(Provided material Opens)

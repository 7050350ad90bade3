//! Generational slot table.
//!
//! Backs both device buffer ids and ABI pipeline handles. A key names a
//! slot index plus the generation the slot had when the value was
//! inserted; removing the value bumps the generation, so stale keys miss
//! instead of aliasing a newer value, and a second removal is a no-op.

/// Opaque key into a [`SlotTable`]: slot index in the upper 32 bits,
/// generation in the lower 32.
#[derive(Clone, Copy, Debug, PartialEq, Eq, Hash, PartialOrd, Ord)]
pub struct SlotKey(u64);

impl SlotKey {
    fn pack(slot: u32, generation: u32) -> Self {
        Self(((slot as u64) << 32) | generation as u64)
    }

    /// Slot index.
    pub fn slot(self) -> u32 {
        (self.0 >> 32) as u32
    }

    /// Generation the slot had when this key was issued.
    pub fn generation(self) -> u32 {
        self.0 as u32
    }

    /// Raw `u64` form for crossing the C ABI.
    pub fn to_raw(self) -> u64 {
        self.0
    }

    /// Rebuild a key from its raw form. Invalid keys simply miss on lookup.
    pub fn from_raw(raw: u64) -> Self {
        Self(raw)
    }
}

struct Entry<T> {
    generation: u32,
    value: Option<T>,
}

/// Values addressed by generational [`SlotKey`]s with slot reuse.
pub struct SlotTable<T> {
    entries: Vec<Entry<T>>,
    vacant: Vec<u32>,
    live: usize,
}

impl<T> SlotTable<T> {
    /// An empty table. `const` so it can back a `static`.
    pub const fn new() -> Self {
        Self {
            entries: Vec::new(),
            vacant: Vec::new(),
            live: 0,
        }
    }

    /// Store a value, reusing a vacant slot when one exists.
    pub fn insert(&mut self, value: T) -> SlotKey {
        self.live += 1;
        if let Some(slot) = self.vacant.pop() {
            let entry = &mut self.entries[slot as usize];
            entry.value = Some(value);
            return SlotKey::pack(slot, entry.generation);
        }
        let slot = self.entries.len() as u32;
        self.entries.push(Entry {
            generation: 0,
            value: Some(value),
        });
        SlotKey::pack(slot, 0)
    }

    fn entry(&self, key: SlotKey) -> Option<&Entry<T>> {
        self.entries
            .get(key.slot() as usize)
            .filter(|e| e.generation == key.generation())
    }

    /// Shared access to a live value.
    pub fn get(&self, key: SlotKey) -> Option<&T> {
        self.entry(key)?.value.as_ref()
    }

    /// Exclusive access to a live value.
    pub fn get_mut(&mut self, key: SlotKey) -> Option<&mut T> {
        self.entries
            .get_mut(key.slot() as usize)
            .filter(|e| e.generation == key.generation())?
            .value
            .as_mut()
    }

    /// Whether `key` refers to a live value.
    pub fn contains(&self, key: SlotKey) -> bool {
        self.get(key).is_some()
    }

    /// Take a value out, invalidating `key` and every copy of it.
    ///
    /// A slot whose generation wraps to zero is retired for good, since
    /// reusing it would let keys from its first generation match again.
    pub fn remove(&mut self, key: SlotKey) -> Option<T> {
        let entry = self
            .entries
            .get_mut(key.slot() as usize)
            .filter(|e| e.generation == key.generation())?;
        let value = entry.value.take()?;
        entry.generation = entry.generation.wrapping_add(1);
        if entry.generation != 0 {
            self.vacant.push(key.slot());
        }
        self.live -= 1;
        Some(value)
    }

    /// Number of live values.
    pub fn len(&self) -> usize {
        self.live
    }

    /// Whether no value is live.
    pub fn is_empty(&self) -> bool {
        self.live == 0
    }

    /// Live values with their keys, in slot order.
    pub fn iter(&self) -> impl Iterator<Item = (SlotKey, &T)> {
        self.entries.iter().enumerate().filter_map(|(slot, e)| {
            e.value
                .as_ref()
                .map(|v| (SlotKey::pack(slot as u32, e.generation), v))
        })
    }
}

impl<T> Default for SlotTable<T> {
    fn default() -> Self {
        Self::new()
    }
}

(Provided material Closes)

◆ **Work item**: For each line in the data that holds the word "entries", copy the line.

◆ **Solution to this task**:
    entries: Vec<Entry<T>>,
            entries: Vec::new(),
            let entry = &mut self.entries[slot as usize];
        let slot = self.entries.len() as u32;
        self.entries.push(Entry {
        self.entries
        self.entries
            .entries
        self.entries.iter().enumerate().filter_map(|(slot, e)| {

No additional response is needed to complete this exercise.